A Clockwork Orange was published in 1962 and presumably written immediately preceding this. (Burgess started writing full-time in 1959 and produced at least one novel a year until his death in 1993.) To understand where Burgess was coming from, one has to remember the context of those years. The height of the Cold War. The burgeoning of civil rights movements. Liberalization of music, fashion and mores. Sputnik 1 had been launched in 1957 and the Soviets had already successfully sent animals into space culminating in Yuri Gargarin's flight in early 1961, presumably cementing their technological supremacy. There was, and continues to be, a strange fascination Britain had for Russia, almost a love/hate relationship that, to an outsider such as myself, defies reason. Anthony Burgess seems to have gambled that the future of Britain would contain a significant Russian component of some sort and he wove that into the vocabulary of his novel.

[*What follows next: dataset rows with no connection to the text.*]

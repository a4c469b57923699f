//! AFISA, in its two tabu-storage variants. Both share the same two-phase
//! outer loop (a tabu descent, then a perturbation phase with a randomly
//! chosen tabu regime) and an adaptive penalty coefficient; they differ only
//! in how tabu tenures are stored and computed.

use std::collections::HashMap;
use std::time::Instant;

use crate::assignment::{Assignment, ColorTarget};
use crate::context::SearchContext;
use crate::graph::{Graph, VertexId};

use super::{choose, colored_vertices, deadline_reached, ProgressSink};

/// Which aftereffect a phase's accepted moves leave behind.
#[derive(Debug, Clone, Copy, PartialEq, Eq)]
enum Perturbation {
    /// normal tenure formula applies
    NoPerturbation,
    /// moved vertex/color locked for the rest of the phase
    Unlimited,
    /// no tabu aftereffect at all
    NoTabu,
}

/// Per-vertex tenure (`afisa`) or per-(vertex, color) tenure
/// (`afisa_original`); unified so the shared tabu loop doesn't need to know
/// which.
enum TabuStore {
    PerVertex(Vec<i64>),
    PerVertexColor(HashMap<(VertexId, i64), i64>),
}

impl TabuStore {
    fn get(&self, v: VertexId, c: i64) -> i64 {
        match self {
            TabuStore::PerVertex(t) => t[v],
            TabuStore::PerVertexColor(m) => *m.get(&(v, c)).unwrap_or(&0),
        }
    }

    fn set(&mut self, v: VertexId, c: i64, value: i64) {
        match self {
            TabuStore::PerVertex(t) => t[v] = value,
            TabuStore::PerVertexColor(m) => {
                m.insert((v, c), value);
            }
        }
    }
}

#[allow(clippy::too_many_arguments)]
pub(super) fn run(
    assignment: &mut Assignment,
    graph: &Graph,
    ctx: &SearchContext,
    sub_deadline: Instant,
    nb_iter_local_search: u64,
    target: Option<i32>,
    original: bool,
    sink: &mut dyn ProgressSink,
) {
    let n = graph.n() as f64;
    let small_perturbation = (0.05 * n) as u64;
    let large_perturbation = (0.5 * n) as u64;
    let nb_turn_tabu = graph.n() as u64 * 10;

    let mut best_afisa_sol = assignment.clone();
    let mut penalty_coeff: i64 = 1;
    let mut no_improvement: u32 = 0;
    let mut turn_afisa: u64 = 0;
    let mut perturbation_len = small_perturbation;

    while turn_afisa < nb_iter_local_search
        && !deadline_reached(sub_deadline)
        && !target.is_some_and(|t| assignment.score() <= t)
    {
        turn_afisa += 1;
        let mut working = best_afisa_sol.clone();
        afisa_tabu(
            &mut working,
            assignment,
            &mut best_afisa_sol,
            graph,
            ctx,
            penalty_coeff,
            nb_turn_tabu,
            Perturbation::NoPerturbation,
            sub_deadline,
            target,
            original,
        );

        if best_afisa_sol.score() < assignment.score() && best_afisa_sol.penalty() == 0 {
            *assignment = best_afisa_sol.clone();
            ctx.best.try_improve_score(assignment.score());
            no_improvement = 0;
            perturbation_len = small_perturbation;
            sink.on_improvement(turn_afisa, assignment, graph);
        } else {
            no_improvement += 1;
            if no_improvement == 50 {
                perturbation_len = large_perturbation;
            }
        }

        if best_afisa_sol.penalty() != 0 {
            penalty_coeff += 1;
        } else {
            penalty_coeff -= 1;
            if penalty_coeff <= 0 {
                penalty_coeff = 1;
            }
        }

        let regime = if ctx.rng.borrow_mut().gen_range(0..100) < 50 {
            Perturbation::NoTabu
        } else {
            Perturbation::Unlimited
        };
        afisa_tabu(
            &mut working,
            assignment,
            &mut best_afisa_sol,
            graph,
            ctx,
            penalty_coeff,
            perturbation_len,
            regime,
            sub_deadline,
            target,
            original,
        );
    }
}

/// The shared tabu descent: `solution` is mutated in place for `turns`
/// rounds (or until the deadline/target), updating `best_afisa_sol` whenever
/// the penalty-weighted objective improves.
#[allow(clippy::too_many_arguments)]
fn afisa_tabu(
    solution: &mut Assignment,
    best_solution: &Assignment,
    best_afisa_sol: &mut Assignment,
    graph: &Graph,
    ctx: &SearchContext,
    penalty_coeff: i64,
    turns: u64,
    perturbation: Perturbation,
    sub_deadline: Instant,
    target: Option<i32>,
    original: bool,
) {
    let nb_max_colors = if original {
        ((solution.n_used_colors().max(15)) as f64 * 1.15) as usize
    } else {
        usize::MAX
    };
    let turn_tabu_min = (0.2 * solution.n() as f64).ceil() as i64;
    let mut tabu = if original {
        TabuStore::PerVertexColor(HashMap::new())
    } else {
        TabuStore::PerVertex(vec![0i64; solution.n()])
    };

    let mut turn_tabu: u64 = 0;
    while turn_tabu < turns && !deadline_reached(sub_deadline) {
        turn_tabu += 1;
        let mut best_moves: Vec<(VertexId, ColorTarget, i32)> = Vec::new();
        let mut best_eval = i32::MAX;
        // Aspirating moves (zero-conflict and better than the global best)
        // override tabu status; tracked against their own minimum rather
        // than `best_eval` so one doesn't get silently pruned just because
        // some unrelated non-tabu candidate this round happened to score
        // lower.
        let mut aspiring_moves: Vec<(VertexId, ColorTarget, i32)> = Vec::new();
        let mut aspiring_eval = i32::MAX;

        let used: Vec<usize> = solution.used_colors().collect();
        let mut candidates: Vec<ColorTarget> = used.iter().copied().map(ColorTarget::Existing).collect();
        if !original || candidates.len() < nb_max_colors {
            candidates.push(ColorTarget::New);
        }

        for v in colored_vertices(solution) {
            for &c in &candidates {
                if Some(c) == solution.color_of(v).map(ColorTarget::Existing) {
                    continue;
                }
                let delta_penalty = solution.delta_conflicts(v, c);
                let delta_score = solution.delta_score(v, c, graph);
                let test_score = solution.score() + delta_score
                    + (penalty_coeff * (delta_penalty + solution.penalty()) as i64) as i32;
                let tabu_key = color_key(c);
                let tenure = tabu.get(v, tabu_key);
                let non_tabu = tenure <= turn_tabu as i64;
                let aspiration = test_score < best_solution.score() && solution.penalty() + delta_penalty == 0;

                if aspiration {
                    if test_score < aspiring_eval {
                        aspiring_moves.clear();
                        aspiring_moves.push((v, c, test_score));
                        aspiring_eval = test_score;
                    } else if test_score == aspiring_eval {
                        aspiring_moves.push((v, c, test_score));
                    }
                }
                if non_tabu {
                    if test_score < best_eval {
                        best_moves.clear();
                        best_moves.push((v, c, test_score));
                        best_eval = test_score;
                    } else if test_score == best_eval {
                        best_moves.push((v, c, test_score));
                    }
                }
            }
        }

        let pool = if !aspiring_moves.is_empty() { &aspiring_moves } else { &best_moves };
        if pool.is_empty() {
            continue;
        }
        let &(v, c, _) = choose(ctx, pool);
        let old_color = solution.delete_from(v, graph);
        solution.add_to(v, c, graph);

        match perturbation {
            Perturbation::NoPerturbation => {
                let tenure = turn_tabu as i64
                    + ctx.rng.borrow_mut().gen_range(0..=10)
                    + if original {
                        solution.score() as i64 + (0.6 * (penalty_coeff * solution.penalty() as i64) as f64) as i64
                    } else {
                        turn_tabu_min
                    };
                tabu.set(v, color_key(ColorTarget::Existing(old_color)), tenure);
            }
            Perturbation::Unlimited => {
                tabu.set(v, color_key(ColorTarget::Existing(old_color)), turns as i64 + 1);
            }
            Perturbation::NoTabu => {}
        }

        if solution.score() + (penalty_coeff * solution.penalty() as i64) as i32
            < best_afisa_sol.score() + (penalty_coeff * best_afisa_sol.penalty() as i64) as i32
        {
            *best_afisa_sol = solution.clone();
        }

        if target.is_some_and(|t| solution.score() <= t) {
            return;
        }
    }
}

/// Maps a [`ColorTarget`] to the integer key the `original` variant's
/// per-(vertex, color) tabu matrix is indexed by (`-1` for `NEW`).
fn color_key(target: ColorTarget) -> i64 {
    match target {
        ColorTarget::Existing(c) => c as i64,
        ColorTarget::New => -1,
    }
}

use rand::Rng;

#[cfg(test)]
mod tests {
    use super::*;
    use crate::initializers::Initialization;
    use std::rc::Rc;
    use std::time::Duration;

    fn path4() -> Graph {
        Graph::new("p4", vec![vec![1], vec![0, 2], vec![1, 3], vec![2]], vec![5, 4, 3, 2])
    }

    fn clone_g(g: &Graph) -> Graph {
        let adj: Vec<Vec<usize>> = (0..g.n()).map(|v| g.neighbors(v).to_vec()).collect();
        let w: Vec<u32> = (0..g.n()).map(|v| g.weight(v)).collect();
        Graph::new(g.name(), adj, w)
    }

    #[test]
    fn afisa_improves_toward_nine() {
        let g = path4();
        let ctx = SearchContext::new(Rc::new(clone_g(&g)), 1, Duration::from_secs(5));
        let mut a = Assignment::new(&g);
        Initialization::Worst.run(&mut a, &g, &ctx);
        ctx.best.try_improve_score(a.score());
        let mut sink = super::super::NullSink;
        run(&mut a, &g, &ctx, ctx.deadline.sub_deadline(Duration::from_secs(5)), 500, None, false, &mut sink);
        assert!(a.score() <= 9);
        assert_eq!(a.penalty(), 0);
        assert!(a.check_solution(&g));
    }

    #[test]
    fn afisa_original_improves_toward_nine() {
        let g = path4();
        let ctx = SearchContext::new(Rc::new(clone_g(&g)), 7, Duration::from_secs(5));
        let mut a = Assignment::new(&g);
        Initialization::Worst.run(&mut a, &g, &ctx);
        ctx.best.try_improve_score(a.score());
        let mut sink = super::super::NullSink;
        run(&mut a, &g, &ctx, ctx.deadline.sub_deadline(Duration::from_secs(5)), 500, None, true, &mut sink);
        assert!(a.score() <= 9);
        assert_eq!(a.penalty(), 0);
        assert!(a.check_solution(&g));
    }
}
//! The four greedy seed policies: each walks the graph's pre-sorted vertex
//! order and assigns one vertex at a time, differing only in how they pick
//! a color.

use crate::assignment::{Assignment, ColorTarget};
use crate::context::SearchContext;
use crate::graph::Graph;

/// One of the four seed policies selectable from the CLI
/// (`--initialization`).
#[derive(Debug, Clone, Copy, PartialEq, Eq)]
pub enum Initialization {
    /// uniform over `availableColors(v) ∪ {NEW}`
    Random,
    /// uniform over `availableColors(v)`; always falls back to `NEW` when empty
    Constrained,
    /// `firstAvailableColor(v)`, `NEW` if none
    Deterministic,
    /// always `NEW` — one color per vertex, a legal but terrible upper bound
    Worst,
}

impl Initialization {
    /// Colors every uncolored vertex of `assignment` according to this
    /// policy's rule, walking the graph's pre-sorted order.
    pub fn run(self, assignment: &mut Assignment, graph: &Graph, ctx: &SearchContext) {
        while let Some(v) = assignment.first_uncolored() {
            let target = self.choose_color(assignment, graph, ctx, v);
            assignment.add_to(v, target, graph);
        }
    }

    fn choose_color(
        self,
        assignment: &Assignment,
        _graph: &Graph,
        ctx: &SearchContext,
        v: usize,
    ) -> ColorTarget {
        match self {
            Initialization::Random => {
                let mut choices = assignment.available_colors(v);
                choices.push(usize::MAX); // sentinel for NEW, see below
                let idx = ctx.rng.borrow_mut().gen_range(0..choices.len());
                match choices[idx] {
                    usize::MAX => ColorTarget::New,
                    c => ColorTarget::Existing(c),
                }
            }
            Initialization::Constrained => {
                let choices = assignment.available_colors(v);
                if choices.is_empty() {
                    ColorTarget::New
                } else {
                    let idx = ctx.rng.borrow_mut().gen_range(0..choices.len());
                    ColorTarget::Existing(choices[idx])
                }
            }
            Initialization::Deterministic => match assignment.first_available_color(v) {
                Some(c) => ColorTarget::Existing(c),
                None => ColorTarget::New,
            },
            Initialization::Worst => ColorTarget::New,
        }
    }
}

impl std::str::FromStr for Initialization {
    type Err = crate::error::WvcpError;

    fn from_str(s: &str) -> Result<Self, Self::Err> {
        match s {
            "random" => Ok(Initialization::Random),
            "constrained" => Ok(Initialization::Constrained),
            "deterministic" => Ok(Initialization::Deterministic),
            "worst" => Ok(Initialization::Worst),
            other => Err(crate::error::WvcpError::UnknownEnumValue {
                flag: "initialization".to_string(),
                value: other.to_string(),
            }),
        }
    }
}

use rand::Rng;

#[cfg(test)]
mod tests {
    use super::*;
    use std::rc::Rc;
    use std::time::Duration;

    fn triangle() -> Graph {
        Graph::new("k3", vec![vec![1, 2], vec![0, 2], vec![0, 1]], vec![3, 2, 1])
    }

    fn ctx(graph: &Graph) -> SearchContext {
        SearchContext::new(Rc::new(clone_graph(graph)), 1, Duration::from_secs(5))
    }

    fn clone_graph(g: &Graph) -> Graph {
        let adj: Vec<Vec<usize>> = (0..g.n()).map(|v| g.neighbors(v).to_vec()).collect();
        let w: Vec<u32> = (0..g.n()).map(|v| g.weight(v)).collect();
        Graph::new(g.name(), adj, w)
    }

    #[test]
    fn worst_opens_one_color_per_vertex() {
        let g = triangle();
        let c = ctx(&g);
        let mut a = Assignment::new(&g);
        Initialization::Worst.run(&mut a, &g, &c);
        assert_eq!(a.n_used_colors(), 3);
        assert_eq!(a.score(), 6);
        assert!(a.check_solution(&g));
    }

    #[test]
    fn deterministic_is_legal_and_complete() {
        let g = triangle();
        let c = ctx(&g);
        let mut a = Assignment::new(&g);
        Initialization::Deterministic.run(&mut a, &g, &c);
        assert_eq!(a.penalty(), 0);
        assert!(a.check_solution(&g));
    }

    #[test]
    fn constrained_never_leaves_a_conflict() {
        let g = triangle();
        let c = ctx(&g);
        let mut a = Assignment::new(&g);
        Initialization::Constrained.run(&mut a, &g, &c);
        assert_eq!(a.penalty(), 0);
    }

    #[test]
    fn random_is_always_a_legal_full_coloring() {
        let g = triangle();
        let c = ctx(&g);
        let mut a = Assignment::new(&g);
        Initialization::Random.run(&mut a, &g, &c);
        assert_eq!(a.penalty(), 0);
        assert!(a.check_solution(&g));
    }
}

A Clockwork Orange follows roughly three years in the life of Alex, a ringleader of thugs in a lawless future where the only happiness for a large segment of youth seems to come from the humiliation of others. Even more than the money (cutter), which is appreciated, the joy of such youth is encapsulated in sex, drugs and violence. The government, it seems, is powerless to stop the wave of crime, although the ruling party comes up with a strategy that Alex is subjected to, later on in the novel. After being betrayed by his fellow gang members (droogs), Alex is incarcerated. He hates life in jail, is betrayed again by his fellow inmates and, when presented with an opportunity to undergo a sentence-shortening treatment called Ludovico's Technique, jumps at the chance, betting that his smart, sly nature will be able to short-circuit whatever the government has in store for him.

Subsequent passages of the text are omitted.